The Assyrians, the last Christian community in the Middle East, struggling to survive

The Assyrians, an ethnic minority inheriting a homeland that is more than 6,700 years old, refuse to disappear despite living under the constraints of their Arab and Kurdish neighbors in the lands of Iraq, Syria, Turkey and Iran.

“Assyrians continue to be persecuted today, be it for religious, national or ethnic reasons,” says Robin Betshmuel, a professor and researcher at Salahaddin University (Erbil, Iraq) . “Their identity, which is manifested in a history, a mother tongue and historical lands, traditions, customs and celebrations, personal names and their own titles or uniforms, all of them are signs of an identity in danger,” explains the specialist in Syriac culture.

Although the Assyrian population that continues to populate historic Mesopotamia, especially in northern Iraq, is increasingly small and has been seriously diminished in recent decades, a nationalist movement that emerged at the end of the 19th century is today striving to defend the identity of this people and prevent their assimilation by their neighbors. Convinced that they are heirs to the old Assyrian and Neo-Assyrian Empire, which history considers extinct in the seventh century BC, their goal is to resurrect the Assyrian homeland in the heart of the Middle East. One of its representatives is the Assyrian Democratic Movement, a party founded in 1979. Since 2014, its militia, the Nineveh Plains Protection Units, supported by the United States, has faced the Islamic State (IS) together with the Iraqi Army. .
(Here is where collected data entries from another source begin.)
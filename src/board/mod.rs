//! Owns every device of the controller, runs the polling loop and publishes
//! the telemetry snapshot.

use core::cell::Cell;

use embassy_futures::select::{select, Either};
use embassy_sync::blocking_mutex::raw::RawMutex;
use embassy_sync::blocking_mutex::Mutex as BlockingMutex;
use embassy_sync::mutex::Mutex;
use embassy_sync::signal::Signal;
use embedded_hal_1::digital::StatefulOutputPin;
use embedded_hal_async::delay::DelayNs;
use embedded_hal_async::i2c::I2c;
use embedded_hal_async::spi::SpiDevice;
use heapless::Vec;

use crate::actuator::{ActuatorBank, GrowLight};
use crate::air_sensor::{compensation, AirSensor, EnvironmentReading};
use crate::analog::Mcp3008;
use crate::config::{Config, MonitorConfig};
use crate::device::Device;
use crate::error::{ActuatorError, BusError, Error};
use crate::sensor::{PushedReading, Sensor};
use crate::telemetry::{dew_point, heat_index, Field, PlantTelemetrySnapshot};

#[derive(Clone, Copy, Debug, PartialEq, Eq)]
#[cfg_attr(feature = "defmt", derive(defmt::Format))]
pub enum Subsystem {
    Analog,
    AirSensor,
    Actuators,
}

/// Subsystems that failed to come up, in initialization order.
#[derive(Debug, Default, PartialEq)]
pub struct InitReport {
    failures: Vec<(Subsystem, Error), 3>,
}

impl InitReport {
    pub fn is_ok(&self) -> bool {
        self.failures.is_empty()
    }

    pub fn failures(&self) -> &[(Subsystem, Error)] {
        &self.failures
    }

    pub fn failure(&self, subsystem: Subsystem) -> Option<Error> {
        self.failures.iter().find(|(s, _)| *s == subsystem).map(|(_, e)| *e)
    }

    fn push(&mut self, subsystem: Subsystem, error: Error) {
        error!("board: {} failed to initialize, {}", subsystem, error);
        // one slot per subsystem
        let _ = self.failures.push((subsystem, error));
    }
}

/// Re-initialization schedule, counted in polling cycles.
#[derive(Clone, Copy, Debug, PartialEq, Eq)]
struct Backoff {
    interval: u32,
    skip: u32,
}

impl Backoff {
    const fn new() -> Self {
        Self { interval: 1, skip: 0 }
    }

    /// Uses up one waiting cycle, `true` once an attempt is due.
    fn due(&mut self) -> bool {
        if self.skip == 0 {
            true
        } else {
            self.skip -= 1;
            false
        }
    }

    fn failed(&mut self, max_cycles: u32) {
        self.skip = self.interval;
        self.interval = self.interval.saturating_mul(2).min(max_cycles.max(1));
    }

    fn reset(&mut self) {
        *self = Self::new();
    }
}

struct Supervised<T> {
    device: T,
    backoff: Backoff,
}

impl<T> Supervised<T> {
    fn new(device: T) -> Self {
        Self {
            device,
            backoff: Backoff::new(),
        }
    }

    async fn start<D>(&mut self, delay: &mut D, max_backoff: u32) -> Result<(), Error>
    where
        T: Device<D>,
    {
        match self.device.init(delay).await {
            Ok(_) => {
                self.backoff.reset();
                Ok(())
            }
            Err(e) => {
                self.backoff.failed(max_backoff);
                Err(e)
            }
        }
    }

    /// Brings a device that dropped out back once its backoff ran out.
    async fn ensure_ready<D>(&mut self, subsystem: Subsystem, delay: &mut D, max_backoff: u32) -> bool
    where
        T: Device<D>,
    {
        if <T as Device<D>>::is_ready(&self.device) {
            return true;
        }

        if !self.backoff.due() {
            return false;
        }

        match self.start(delay, max_backoff).await {
            Ok(()) => {
                info!("board: {} recovered", subsystem);
                true
            }
            Err(e) => {
                warn!("board: {} still down, {}, next attempt in {=u32} cycles", subsystem, e, self.backoff.skip);
                false
            }
        }
    }
}

pub struct Board<M: RawMutex, SPI, I2C, P> {
    analog: Mutex<M, Supervised<Mcp3008<SPI>>>,
    air_sensor: Mutex<M, Supervised<AirSensor<I2C>>>,
    lights: ActuatorBank<M, P>,
    humidity: PushedReading<M, f32>,
    snapshot: BlockingMutex<M, Cell<Option<PlantTelemetrySnapshot>>>,
    stop: Signal<M, ()>,
    config: MonitorConfig,
}

pub struct BoardBuilder<SPI, I2C, P> {
    analog: Option<SPI>,
    air_sensor: Option<I2C>,
    lights: Option<[P; 3]>,
    config: MonitorConfig,
}

impl<M, SPI, I2C, P> Board<M, SPI, I2C, P>
where
    M: RawMutex,
    SPI: SpiDevice,
    I2C: I2c,
    P: StatefulOutputPin,
{
    /// Brings up the analog front end, the air sensor and the relays in that
    /// order. A failing subsystem is reported and left for the polling loop to
    /// recover, the others still start.
    pub async fn init<D: DelayNs>(&mut self, delay: &mut D) -> InitReport {
        let max_backoff = self.config.max_backoff_cycles;
        let mut report = InitReport::default();

        info!("board: initializing");

        match self.analog.get_mut().start(delay, max_backoff).await {
            Ok(()) => info!("board: analog front end ready"),
            Err(e) => report.push(Subsystem::Analog, e),
        }

        match self.air_sensor.get_mut().start(delay, max_backoff).await {
            Ok(()) => info!("board: air sensor ready"),
            Err(e) => report.push(Subsystem::AirSensor, e),
        }

        match self.lights.init(delay).await {
            Ok(()) => info!("board: grow lights ready"),
            Err(e) => report.push(Subsystem::Actuators, e),
        }

        // nothing is published until the first cycle completes
        self.snapshot.get_mut().set(None);

        report
    }

    /// Latest complete snapshot, `None` until the first polling cycle finished.
    pub fn snapshot(&self) -> Option<PlantTelemetrySnapshot> {
        self.snapshot.lock(|snapshot| snapshot.get())
    }

    /// Push side of the humidity fallback used when the air sensor has no value.
    pub fn humidity_feed(&self) -> &PushedReading<M, f32> {
        &self.humidity
    }

    pub async fn toggle_actuator(&self, light: GrowLight) -> Result<(), ActuatorError> {
        match self.lights.toggle(light).await {
            Ok(on) => {
                info!("board: {} switched, on={=bool}", light, on);
                Ok(())
            }
            Err(e) => {
                error!("board: failed to toggle {}, {}", light, e);
                Err(e)
            }
        }
    }

    pub async fn set_actuator(&self, light: GrowLight, on: bool) -> Result<(), ActuatorError> {
        self.lights
            .set(light, on)
            .await
            .inspect(|_| info!("board: {} set, on={=bool}", light, on))
            .inspect_err(|e| error!("board: failed to set {}, {}", light, e))
    }

    pub async fn actuator_states(&self) -> Result<[bool; 3], ActuatorError> {
        let mut states = [false; 3];
        for light in Config::GROW_LIGHTS {
            states[light.index()] = self.lights.is_on(light).await?;
        }

        Ok(states)
    }

    /// Ends [`run`](Self::run) at its next iteration boundary.
    pub fn stop(&self) {
        self.stop.signal(());
    }

    pub async fn run<D: DelayNs>(&self, delay: &mut D) {
        let period_ms = u32::try_from(self.config.poll_period.as_millis()).unwrap_or(u32::MAX);

        info!("board: polling every {=u32} ms", period_ms);

        loop {
            if self.stop.try_take().is_some() {
                break;
            }

            self.poll_once(delay).await;

            if let Either::First(()) = select(self.stop.wait(), delay.delay_ms(period_ms)).await {
                break;
            }
        }

        info!("board: polling stopped");
    }

    /// One polling cycle. Reads every sensor, derives the dependent values and
    /// replaces the published snapshot in a single step.
    pub async fn poll_once<D: DelayNs>(&self, delay: &mut D) -> PlantTelemetrySnapshot {
        let mut next = self.snapshot().unwrap_or(PlantTelemetrySnapshot::empty());
        next.cycle = next.cycle.wrapping_add(1);

        self.sample_soil(delay, &mut next).await;
        self.sample_climate(delay, &mut next).await;

        for light in Config::GROW_LIGHTS {
            let field = &mut next.lights[light.index()];
            *field = field.refresh(self.lights.is_on(light).await.ok());
        }

        self.snapshot.lock(|snapshot| snapshot.set(Some(next)));
        debug!("board: published cycle {=u32}", next.cycle);

        next
    }

    async fn sample_soil<D: DelayNs>(&self, delay: &mut D, next: &mut PlantTelemetrySnapshot) {
        let mut analog = self.analog.lock().await;

        if !analog.ensure_ready(Subsystem::Analog, delay, self.config.max_backoff_cycles).await {
            next.moisture = next.moisture.map(Field::stale);
            next.light = next.light.stale();
            return;
        }

        for (field, channel) in next.moisture.iter_mut().zip(Config::MOISTURE_CHANNELS) {
            *field = field.refresh(sample_channel(&mut analog.device, channel).await);
        }

        next.light = next.light.refresh(sample_channel(&mut analog.device, Config::LIGHT_CHANNEL).await);
    }

    async fn sample_climate<D: DelayNs>(&self, delay: &mut D, next: &mut PlantTelemetrySnapshot) {
        let reading = self.measure_air(delay).await;

        // drained every cycle so one published value is used at most once
        let mut feed = &self.humidity;
        let pushed = feed.sample().await.ok();

        let temperature = reading.map(|r| r.temperature_c);
        let humidity = reading.map(|r| r.humidity_pct).or(pushed);
        let pressure = reading.and_then(|r| r.pressure_pa);
        let altitude = pressure.map(|pa| compensation::altitude(pa / 100.0, self.config.sea_level_hpa));
        let climate = temperature.zip(humidity);

        next.temperature_c = next.temperature_c.refresh(temperature);
        next.humidity_pct = next.humidity_pct.refresh(humidity);
        next.pressure_pa = next.pressure_pa.refresh(pressure);
        next.altitude_m = next.altitude_m.refresh(altitude);
        next.dew_point_c = next.dew_point_c.refresh(climate.and_then(|(t, rh)| dew_point(t, rh)));
        next.heat_index_c = next.heat_index_c.refresh(climate.map(|(t, rh)| heat_index(t, rh)));
    }

    async fn measure_air<D: DelayNs>(&self, delay: &mut D) -> Option<EnvironmentReading> {
        let mut air_sensor = self.air_sensor.lock().await;

        if !air_sensor.ensure_ready(Subsystem::AirSensor, delay, self.config.max_backoff_cycles).await {
            return None;
        }

        let result = air_sensor.device.sample().await;
        match result {
            Ok(reading) => Some(reading),
            Err(e) => {
                warn!("board: air sensor read failed, {}", e);
                if e == Error::Bus(BusError::DeviceAbsent) {
                    air_sensor.device.invalidate();
                }
                None
            }
        }
    }
}

async fn sample_channel<SPI: SpiDevice>(adc: &mut Mcp3008<SPI>, channel: u8) -> Option<u16> {
    let result = adc.channel(channel).sample().await;
    match result {
        Ok(raw) => Some(raw),
        Err(e) => {
            warn!("board: analog channel {=u8} read failed, {}", channel, e);
            if e == Error::Bus(BusError::DeviceAbsent) {
                adc.invalidate();
            }
            None
        }
    }
}

impl<SPI, I2C, P> BoardBuilder<SPI, I2C, P> {
    pub fn new() -> BoardBuilder<SPI, I2C, P> {
        BoardBuilder {
            analog: None,
            air_sensor: None,
            lights: None,
            config: MonitorConfig::default(),
        }
    }

    pub fn with_analog(mut self, spi: SPI) -> BoardBuilder<SPI, I2C, P> {
        self.analog = Some(spi);
        self
    }

    pub fn with_air_sensor(mut self, i2c: I2C) -> BoardBuilder<SPI, I2C, P> {
        self.air_sensor = Some(i2c);
        self
    }

    /// Relay pins in [`GrowLight`] order.
    pub fn with_lights(mut self, pins: [P; 3]) -> BoardBuilder<SPI, I2C, P> {
        self.lights = Some(pins);
        self
    }

    pub fn with_config(mut self, config: MonitorConfig) -> BoardBuilder<SPI, I2C, P> {
        self.config = config;
        self
    }

    pub fn build<M: RawMutex>(self) -> Result<Board<M, SPI, I2C, P>, Error>
    where
        SPI: SpiDevice,
        I2C: I2c,
        P: StatefulOutputPin,
    {
        if let (Some(spi), Some(i2c), Some(pins)) = (self.analog, self.air_sensor, self.lights) {
            let air_sensor = AirSensor::new(Config::I2C_ADDR_AIR_SENSOR, i2c, self.config.air);

            Ok(Board {
                analog: Mutex::new(Supervised::new(Mcp3008::new(spi))),
                air_sensor: Mutex::new(Supervised::new(air_sensor)),
                lights: ActuatorBank::new(pins),
                humidity: PushedReading::new(),
                snapshot: BlockingMutex::new(Cell::new(None)),
                stop: Signal::new(),
                config: self.config,
            })
        } else {
            Err(Error::MissingDevice)
        }
    }
}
If there is pride for the Assyrian people today, a fundamental component of their contemporary identity, it is that of their Christianity. A Christianity that has led them to suffer persecution and death in Iraq and Syria and discrimination against Muslims in the region as a whole. “The reality is very difficult for Assyrians in the practice of their religion in countries with an Islamic majority. They are second-class citizens for the authorities and it is impossible for them to lead a Christian public life”, explains Professor Efrem Yildiz.